use chrono::{DateTime, Utc};
use serde::{Deserialize, Serialize};
use uuid::Uuid;

use crate::catalog::CatalogResource;
use crate::validation::{FieldSpec, Rule};

/// A video game. Platform, genre, developer, and publisher references are
/// opaque keys into their collections; dangling references are allowed and
/// never validated.
#[derive(Debug, Clone, PartialEq, Serialize, Deserialize)]
#[serde(rename_all = "camelCase")]
pub struct Game {
    pub id: Uuid,
    pub title: String,
    pub description: String,
    pub release_date: DateTime<Utc>,
    pub platforms: Vec<Uuid>,
    pub genres: Vec<Uuid>,
    pub developers: Vec<Uuid>,
    pub publishers: Vec<Uuid>,
    pub cover_image: String,
    #[serde(skip_serializing_if = "Option::is_none")]
    pub metacritic_score: Option<f64>,
    #[serde(skip_serializing_if = "Option::is_none")]
    pub users_score: Option<f64>,
    pub created_at: DateTime<Utc>,
    pub updated_at: DateTime<Utc>,
}

#[derive(Debug, Serialize, Deserialize)]
#[serde(rename_all = "camelCase")]
pub struct CreateGame {
    pub title: String,
    pub description: String,
    pub release_date: DateTime<Utc>,
    pub platforms: Vec<Uuid>,
    pub genres: Vec<Uuid>,
    pub developers: Vec<Uuid>,
    pub publishers: Vec<Uuid>,
    pub cover_image: String,
    #[serde(skip_serializing_if = "Option::is_none")]
    pub metacritic_score: Option<f64>,
    #[serde(skip_serializing_if = "Option::is_none")]
    pub users_score: Option<f64>,
}

/// Fields that can be updated for a game. The cover image is set at
/// creation and not patchable.
#[derive(Debug, Default, Serialize, Deserialize)]
#[serde(rename_all = "camelCase")]
pub struct GamePatch {
    #[serde(skip_serializing_if = "Option::is_none")]
    pub title: Option<String>,
    #[serde(skip_serializing_if = "Option::is_none")]
    pub description: Option<String>,
    #[serde(skip_serializing_if = "Option::is_none")]
    pub release_date: Option<DateTime<Utc>>,
    #[serde(skip_serializing_if = "Option::is_none")]
    pub platforms: Option<Vec<Uuid>>,
    #[serde(skip_serializing_if = "Option::is_none")]
    pub genres: Option<Vec<Uuid>>,
    #[serde(skip_serializing_if = "Option::is_none")]
    pub developers: Option<Vec<Uuid>>,
    #[serde(skip_serializing_if = "Option::is_none")]
    pub publishers: Option<Vec<Uuid>>,
    #[serde(skip_serializing_if = "Option::is_none")]
    pub metacritic_score: Option<f64>,
    #[serde(skip_serializing_if = "Option::is_none")]
    pub users_score: Option<f64>,
}

impl CatalogResource for Game {
    const COLLECTION: &'static str = "games";
    const SINGULAR: &'static str = "game";
    const TITLE: &'static str = "Game";
    const NAME_FIELD: &'static str = "title";
    const PATCH_FIELDS: &'static str = "title, description, releaseDate, platforms, genres, \
                                        developers, publishers, metacriticScore or usersScore";

    type Entity = Game;
    type Create = CreateGame;
    type Patch = GamePatch;

    fn create_rules() -> &'static [FieldSpec] {
        &[
            FieldSpec { field: "title", rules: &[Rule::Required, Rule::Min(1), Rule::Max(100)] },
            FieldSpec { field: "description", rules: &[Rule::Required, Rule::Min(1)] },
            FieldSpec { field: "releaseDate", rules: &[Rule::Required] },
            FieldSpec { field: "platforms", rules: &[Rule::Required, Rule::Min(1)] },
            FieldSpec { field: "genres", rules: &[Rule::Required, Rule::Min(1)] },
            FieldSpec { field: "developers", rules: &[Rule::Required, Rule::Min(1)] },
            FieldSpec { field: "publishers", rules: &[Rule::Required, Rule::Min(1)] },
            FieldSpec { field: "coverImage", rules: &[Rule::Required] },
            FieldSpec { field: "metacriticScore", rules: &[Rule::Min(0), Rule::Max(100)] },
            FieldSpec { field: "usersScore", rules: &[Rule::Min(0), Rule::Max(100)] },
        ]
    }

    fn update_rules() -> &'static [FieldSpec] {
        &[
            FieldSpec { field: "title", rules: &[Rule::Min(1), Rule::Max(100)] },
            FieldSpec { field: "description", rules: &[Rule::Min(1)] },
            FieldSpec { field: "platforms", rules: &[Rule::Min(1)] },
            FieldSpec { field: "genres", rules: &[Rule::Min(1)] },
            FieldSpec { field: "developers", rules: &[Rule::Min(1)] },
            FieldSpec { field: "publishers", rules: &[Rule::Min(1)] },
            FieldSpec { field: "metacriticScore", rules: &[Rule::Min(0), Rule::Max(100)] },
            FieldSpec { field: "usersScore", rules: &[Rule::Min(0), Rule::Max(100)] },
        ]
    }
}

---*---

Task instructions: The reply should be nothing but the number of lines in the entries that include "Debug".

Reply: 3